I'm back! Sorry about pulling the journal, but I had to go on the lam due to a security breach. My deepest thanks for all of you who responded in my moment of distress; I appreciate all your help and support. *hugs*
Things have calmed down, and I'm now ready to throw caution to the wind and share with you all more memories of my magnificent travels in New Zealand!
First installment here:
Welcome to New Zealand! I must caution you that, lovely as New Zealand is, it's not quite the same place as Middle-earth. Indeed, it has changed even since Peter Jackson filmed his famous movies. I have included just a few examples below: Warning dial-up users--photos
First off, it appears that sprinklers have been installed at Hobbiton. As this pic was taken at the location of Sam's hobbit hole, I can only assume that he requested and implemented the change.

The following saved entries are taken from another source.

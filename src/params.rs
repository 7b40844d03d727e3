//! Named field lookup on configuration aggregates.
//!
//! Hosts hand configuration over as a flat C struct. To inspect it by name at runtime
//! (for testing or for diagnostics), every aggregate type registers a [`FieldTable`]: an
//! explicit list of field names with an accessor per field. The table is built once per
//! type through the [`Introspect`] trait.
//!
//! # Example
//!
//! ```
//! use std::sync::OnceLock;
//! use hostfuncs::params::{lookup_double, lookup_int_list, FieldTable, Introspect};
//!
//! struct Settings { a: f64, n: i32, m: i32 }
//!
//! impl Introspect for Settings {
//!     fn field_table() -> &'static FieldTable<Self> {
//!         static TABLE: OnceLock<FieldTable<Settings>> = OnceLock::new();
//!         TABLE.get_or_init(|| {
//!             FieldTable::<Self>::builder()
//!                 .double("a", |s| s.a)
//!                 .int("n", |s| s.n)
//!                 .int("m", |s| s.m)
//!                 .build()
//!         })
//!     }
//! }
//!
//! let s = Settings { a: 3.5, n: 1, m: 2 };
//! assert_eq!(lookup_double(&s, "a").unwrap(), 3.5);
//! assert_eq!(
//!     lookup_int_list(&s, "n|m").unwrap(),
//!     vec![("n".to_string(), 1), ("m".to_string(), 2)]
//! );
//! ```

use std::collections::HashMap;

use itertools::Itertools;

use crate::errors::ParamError;

/// Separator of field names in a field list string.
pub const FIELD_DELIMITER: char = '|';

/// Accessor for a single registered field.
pub enum Accessor<T> {
    Double(fn(&T) -> f64),
    Int(fn(&T) -> i32),
}

impl<T> Clone for Accessor<T> {
    fn clone(&self) -> Self {
        *self
    }
}

impl<T> Copy for Accessor<T> {}

impl<T> std::fmt::Debug for Accessor<T> {
    fn fmt(&self, f: &mut std::fmt::Formatter<'_>) -> std::fmt::Result {
        match self {
            Accessor::Double(_) => write!(f, "Double"),
            Accessor::Int(_) => write!(f, "Int"),
        }
    }
}

/// Field name → accessor registry for aggregate type `T`.
pub struct FieldTable<T> {
    order: Vec<&'static str>,
    fields: HashMap<&'static str, Accessor<T>>,
}

impl<T> std::fmt::Debug for FieldTable<T> {
    fn fmt(&self, f: &mut std::fmt::Formatter<'_>) -> std::fmt::Result {
        f.debug_map()
            .entries(self.order.iter().map(|name| (name, &self.fields[name])))
            .finish()
    }
}

impl<T> FieldTable<T> {
    pub fn builder() -> FieldTableBuilder<T> {
        FieldTableBuilder {
            table: FieldTable {
                order: Vec::new(),
                fields: HashMap::new(),
            },
        }
    }

    /// Registered names in registration order.
    pub fn names(&self) -> &[&'static str] {
        &self.order
    }

    pub fn contains(&self, name: &str) -> bool {
        self.fields.contains_key(name)
    }

    pub fn accessor(&self, name: &str) -> Result<Accessor<T>, ParamError> {
        self.fields
            .get(name)
            .copied()
            .ok_or_else(|| ParamError::UnknownField {
                name: name.to_string(),
                known: self.order.iter().join(", "),
            })
    }

    pub fn len(&self) -> usize {
        self.order.len()
    }

    pub fn is_empty(&self) -> bool {
        self.order.is_empty()
    }
}

/// Builder for [`FieldTable`]. Registering a name twice replaces the accessor.
pub struct FieldTableBuilder<T> {
    table: FieldTable<T>,
}

impl<T> FieldTableBuilder<T> {
    pub fn double(self, name: &'static str, get: fn(&T) -> f64) -> Self {
        self.register(name, Accessor::Double(get))
    }

    pub fn int(self, name: &'static str, get: fn(&T) -> i32) -> Self {
        self.register(name, Accessor::Int(get))
    }

    fn register(mut self, name: &'static str, accessor: Accessor<T>) -> Self {
        if self.table.fields.insert(name, accessor).is_none() {
            self.table.order.push(name);
        }
        self
    }

    pub fn build(self) -> FieldTable<T> {
        self.table
    }
}

/// Aggregates whose fields can be looked up by name.
pub trait Introspect: Sized + 'static {
    fn field_table() -> &'static FieldTable<Self>;
}

/// Resolves `name` to a floating point value.
///
/// Integer fields are widened to `f64`, which is exact for every `i32`.
///
/// # Errors
/// Returns [`ParamError::UnknownField`] if `name` is not registered.
pub fn lookup_double<T: Introspect>(aggregate: &T, name: &str) -> Result<f64, ParamError> {
    match T::field_table().accessor(name)? {
        Accessor::Double(get) => Ok(get(aggregate)),
        Accessor::Int(get) => Ok(f64::from(get(aggregate))),
    }
}

/// Resolves `name` to an integer value.
///
/// # Errors
/// Returns [`ParamError::UnknownField`] if `name` is not registered and
/// [`ParamError::FieldTypeMismatch`] if it names a floating point field.
pub fn lookup_int<T: Introspect>(aggregate: &T, name: &str) -> Result<i32, ParamError> {
    match T::field_table().accessor(name)? {
        Accessor::Int(get) => Ok(get(aggregate)),
        Accessor::Double(_) => Err(ParamError::FieldTypeMismatch {
            name: name.to_string(),
            expected: "int",
        }),
    }
}

/// Splits a `|`-delimited field list, skipping empty segments.
pub fn split_field_list(list: &str) -> impl Iterator<Item = &str> {
    list.split(FIELD_DELIMITER).filter(|name| !name.is_empty())
}

/// Looks up every field of a `|`-delimited list as an integer, left to right.
///
/// # Errors
/// Stops at the first field that fails [`lookup_int`].
pub fn lookup_int_list<T: Introspect>(
    aggregate: &T,
    list: &str,
) -> Result<Vec<(String, i32)>, ParamError> {
    split_field_list(list)
        .map(|name| Ok((name.to_string(), lookup_int(aggregate, name)?)))
        .collect()
}

/// Literal substring test: does `needle` occur anywhere in `haystack`?
///
/// This is the legacy "is this field plausibly in the list" check. It reports partial
/// names as present (`"ab"` is found in `"xaby"`); use [`contains_field`] for exact
/// membership.
pub fn contains_substring(needle: &str, haystack: &str) -> bool {
    haystack.contains(needle)
}

/// Exact membership of `name` in a `|`-delimited field list.
pub fn contains_field(name: &str, list: &str) -> bool {
    split_field_list(list).any(|field| field == name)
}

#[cfg(test)]
mod tests {
    use super::*;
    use std::sync::OnceLock;

    struct Sample {
        a: i32,
        b: i32,
        c: i32,
        x: f64,
    }

    impl Introspect for Sample {
        fn field_table() -> &'static FieldTable<Self> {
            static TABLE: OnceLock<FieldTable<Sample>> = OnceLock::new();
            TABLE.get_or_init(|| {
                FieldTable::<Self>::builder()
                    .int("a", |s| s.a)
                    .int("b", |s| s.b)
                    .int("c", |s| s.c)
                    .double("x", |s| s.x)
                    .build()
            })
        }
    }

    fn sample() -> Sample {
        Sample {
            a: 1,
            b: 2,
            c: 3,
            x: 3.5,
        }
    }

    #[test]
    fn test_lookup_double() {
        let s = sample();
        assert_eq!(lookup_double(&s, "x").unwrap(), 3.5);
        assert_eq!(lookup_double(&s, "b").unwrap(), 2.0);
    }

    #[test]
    fn test_unknown_field() {
        let s = sample();
        let err = lookup_double(&s, "zzz").unwrap_err();
        assert_eq!(
            err,
            ParamError::UnknownField {
                name: "zzz".to_string(),
                known: "a, b, c, x".to_string()
            }
        );
        assert!(matches!(
            lookup_int(&s, "zzz"),
            Err(ParamError::UnknownField { .. })
        ));
    }

    #[test]
    fn test_lookup_int_rejects_double_field() {
        let s = sample();
        assert_eq!(
            lookup_int(&s, "x"),
            Err(ParamError::FieldTypeMismatch {
                name: "x".to_string(),
                expected: "int"
            })
        );
    }

    #[test]
    fn test_lookup_int_list() {
        let s = sample();
        assert_eq!(
            lookup_int_list(&s, "a|b|c").unwrap(),
            vec![
                ("a".to_string(), 1),
                ("b".to_string(), 2),
                ("c".to_string(), 3)
            ]
        );
        // strtok collapses empty segments
        assert_eq!(
            lookup_int_list(&s, "|c||a|").unwrap(),
            vec![("c".to_string(), 3), ("a".to_string(), 1)]
        );
        assert!(lookup_int_list(&s, "").unwrap().is_empty());
        assert!(lookup_int_list(&s, "a|nope|c").is_err());
    }

    #[test]
    fn test_contains_substring_is_literal() {
        assert!(contains_substring("ab", "xaby"));
        assert!(!contains_substring("ab", "xaycz"));
        assert!(contains_substring("N", "threads|N"));
    }

    #[test]
    fn test_contains_substring_looks_for_name_in_list() {
        assert!(contains_substring("a", "threads|N"));
        assert!(!contains_substring("threads|N", "a"));
    }

    #[test]
    fn test_contains_field_is_delimiter_aware() {
        assert!(!contains_field("ab", "xaby|c"));
        assert!(contains_field("c", "xaby|c"));
        assert!(contains_field("a", "a|b"));
        assert!(!contains_field("", "a||b"));
    }

    #[test]
    fn test_table_order_and_duplicates() {
        let table: FieldTable<Sample> = FieldTable::<Sample>::builder()
            .int("a", |s| s.a)
            .double("x", |s| s.x)
            .int("a", |s| s.b)
            .build();
        assert_eq!(table.names(), &["a", "x"]);
        assert_eq!(table.len(), 2);
        assert!(table.contains("x"));
        match table.accessor("a").unwrap() {
            Accessor::Int(get) => assert_eq!(get(&sample()), 2),
            Accessor::Double(_) => panic!("expected int accessor"),
        }
    }
}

Moving south and east, we find that, not only have the Wild Wargs been penned, they've actually been replaced with a gentler species. Although removing the blood-thirsty killers from the plains might be seen as a blow to movie realism, I believe it was a prudent move to encourage tourism. Fewer deaths = more return visitors.
As another reassurance for future travellers, we found that the cliff where Aragorn fell has been chained off for safety. Notice how this precaution prevents Mariole from a fall.
An additional safety measure forbids the use of fire in Ithilien. This could be a big disappointment for fans of the "Herbs and Stewed Rabbit" scene.
Moving farther east, we find the twisty paths of the Emyn Muil where Frodo and Sam endlessly retraced their steps are now clearly signposted. It sort of takes the mystery out of the journey.
In a further improvement, a ski lift has been added to Mount Doom. Not only that, but there's a nice cafe at the top to refresh weary travellers. What our dear hobbits wouldn't give to have taken advantage of that!
The Black Gate was wrecked, as you know, in the Fall of Sauron. The only reminder today is this newly erected black spiky fence. I believe the presence of a rubbish bin suggests that clean-up efforts are still underway.
Despite these improvements,
Ms_Maggot (Maggie) and I managed to have a wonderful time. However, I want to tell the story in order. So let me take you back, back... to the beginning of our tour.
"It came to me, my own, my love, my... precious." In the gloom of Gollum's Cave, Maggie's sunglasses brought unnatural dimming power. Day after day, they darkened her eyes.
Striving to escape this frightening scene, Mariole tripped and put her hand out blindly in the dark. She picked up the most unlikely hobbit imaginable-- Frodo Baggins of the Shire. In no time at all he became her... precious.